** TASK **
After locating the line that contains "async fn submit_entry(&self, command: &CreateEntryCommand)" in the data below, set down exactly that line and each one after it through the line that contains "entry.project_phase = phase;", and nothing more.

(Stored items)
[Start of Attachment]
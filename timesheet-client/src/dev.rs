use std::collections::HashMap;
use std::sync::{Arc, Mutex, MutexGuard};
use std::time::Duration;

use async_trait::async_trait;
use time::macros::time;
use time::{Date, Duration as DateDuration, Time};
use tracing::{debug, info};

use timesheet_core::grid::WeekWindow;
use timesheet_core::models::{
    CreateEntryCommand, EntryId, Phase, PhaseId, Project, ProjectId, Task, TimeEntry,
};
use timesheet_core::{BackendError, TimesheetBackend};

/// In-memory backend with a seeded week, used by `timesheet-tui dev`.
#[derive(Debug, Clone)]
pub struct DevBackend {
    store: Arc<Mutex<DevStore>>,
    latency: Option<Duration>,
}

#[derive(Debug)]
struct DevStore {
    entries: Vec<TimeEntry>,
    next_id: i64,
}

impl DevBackend {
    /// Seed entries on the working days of `today`'s week up to and
    /// including `today`.
    pub fn new(today: Date) -> Self {
        let entries = seed_dev_entries(today);
        let next_id = entries.len() as i64 + 1;
        Self {
            store: Arc::new(Mutex::new(DevStore { entries, next_id })),
            latency: None,
        }
    }

    /// Delay every call, to exercise loading states.
    pub fn with_latency(mut self, latency: Duration) -> Self {
        self.latency = Some(latency).filter(|d| !d.is_zero());
        self
    }

    async fn simulate_latency(&self) {
        if let Some(latency) = self.latency {
            tokio::time::sleep(latency).await;
        }
    }

    fn store(&self) -> Result<MutexGuard<'_, DevStore>, BackendError> {
        self.store
            .lock()
            .map_err(|_| BackendError::request("dev store is unavailable after a panic"))
    }
}

fn dev_projects() -> Vec<Project> {
    vec![
        Project::new(1, "Nordic Crisis Manager"),
        Project::new(2, "Azure DevOps Integration"),
        Project::new(3, "Internal Tooling"),
    ]
}

fn dev_phases() -> HashMap<ProjectId, Vec<Phase>> {
    HashMap::from([
        (
            ProjectId::new(1),
            vec![
                Phase::new(10, "Development"),
                Phase::new(11, "Maintenance"),
                Phase::new(12, "Legacy Support").disabled(),
            ],
        ),
        (ProjectId::new(2), vec![Phase::new(20, "Integration")]),
    ])
}

fn dev_tasks() -> HashMap<PhaseId, Vec<Task>> {
    HashMap::from([
        (
            PhaseId::new(10),
            vec![
                Task::new(100, "Backend Development"),
                Task::new(101, "Code Review"),
                Task::new(102, "Old Reports").disabled(),
            ],
        ),
        (PhaseId::new(11), vec![Task::new(110, "Bug Fixing")]),
    ])
}

fn seed_dev_entries(today: Date) -> Vec<TimeEntry> {
    let monday = WeekWindow::containing(today).monday();
    let rows: [(i64, Time, Time, Option<(&str, &str, &str)>); 5] = [
        (0, time!(8:00), time!(10:00), Some(("Nordic Crisis Manager", "Development", "Backend Development"))),
        (0, time!(10:00), time!(10:30), None),
        (1, time!(13:00), time!(15:30), Some(("Azure DevOps Integration", "Integration", ""))),
        (2, time!(9:00), time!(10:30), Some(("Nordic Crisis Manager", "Maintenance", "Bug Fixing"))),
        (3, time!(14:00), time!(16:00), Some(("Internal Tooling", "", ""))),
    ];

    rows.into_iter()
        .filter_map(|(offset, start, end, names)| {
            let date = monday + DateDuration::days(offset);
            (date <= today).then_some((date, start, end, names))
        })
        .enumerate()
        .filter_map(|(idx, (date, start, end, names))| {
            let entry = TimeEntry::new(idx as i64 + 1, date, start, end).ok()?;
            Some(match names {
                Some((project, phase, task)) => {
                    let mut entry = entry.with_project(project);
                    entry.project_phase = Some(phase.to_string()).filter(|s| !s.is_empty());
                    entry.task = Some(task.to_string()).filter(|s| !s.is_empty());
                    entry
                }
                None => entry,
            })
        })
        .collect()
}

#[async_trait]
impl TimesheetBackend for DevBackend {
    async fn fetch_week_entries(&self, window: WeekWindow) -> Result<Vec<TimeEntry>, BackendError> {
        self.simulate_latency().await;
        let store = self.store()?;
        Ok(store
            .entries
            .iter()
            .filter(|entry| window.contains(entry.date))
            .cloned()
            .collect())
    }

    async fn fetch_active_projects(&self) -> Result<Vec<Project>, BackendError> {
        self.simulate_latency().await;
        Ok(dev_projects())
    }

    async fn fetch_phases(&self, project: ProjectId) -> Result<Vec<Phase>, BackendError> {
        self.simulate_latency().await;
        Ok(dev_phases().remove(&project).unwrap_or_default())
    }

    async fn fetch_tasks(&self, phase: PhaseId) -> Result<Vec<Task>, BackendError> {
        self.simulate_latency().await;
        Ok(dev_tasks().remove(&phase).unwrap_or_default())
    }

    async fn submit_entry(&self, command: &CreateEntryCommand) -> Result<EntryId, BackendError> {
        self.simulate_latency().await;

        let project = dev_projects()
            .into_iter()
            .find(|p| p.id == command.project_id)
            .map(|p| p.name);
        let phase = command.phase_id.and_then(|id| {
            dev_phases()
                .into_values()
                .flatten()
                .find(|p| p.id == id)
                .map(|p| p.name)
        });
        let task = command.task_id.and_then(|id| {
            dev_tasks()
                .into_values()
                .flatten()
                .find(|t| t.id == id)
                .map(|t| t.name)
        });

        let mut store = self.store()?;
        let id = EntryId::new(store.next_id);
        let mut entry = TimeEntry::new(id, command.date.date(), command.start_time, command.end_time)
            .map_err(|e| BackendError::request(e.to_string()))?
            .with_hours(command.hours);
        entry.project = project;
        entry.project_phase = phase;
        entry.task = task;

        debug!(?entry, "storing dev entry");
        store.entries.push(entry);
        store.next_id += 1;
        info!(%id, "dev entry created");
        Ok(id)
    }
}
[End of Attachment]
** OUTPUT FOR THIS EXERCISE **
    async fn submit_entry(&self, command: &CreateEntryCommand) -> Result<EntryId, BackendError> {
        self.simulate_latency().await;

        let project = dev_projects()
            .into_iter()
            .find(|p| p.id == command.project_id)
            .map(|p| p.name);
        let phase = command.phase_id.and_then(|id| {
            dev_phases()
                .into_values()
                .flatten()
                .find(|p| p.id == id)
                .map(|p| p.name)
        });
        let task = command.task_id.and_then(|id| {
            dev_tasks()
                .into_values()
                .flatten()
                .find(|t| t.id == id)
                .map(|t| t.name)
        });

        let mut store = self.store()?;
        let id = EntryId::new(store.next_id);
        let mut entry = TimeEntry::new(id, command.date.date(), command.start_time, command.end_time)
            .map_err(|e| BackendError::request(e.to_string()))?
            .with_hours(command.hours);
        entry.project = project;
        entry.project_phase = phase;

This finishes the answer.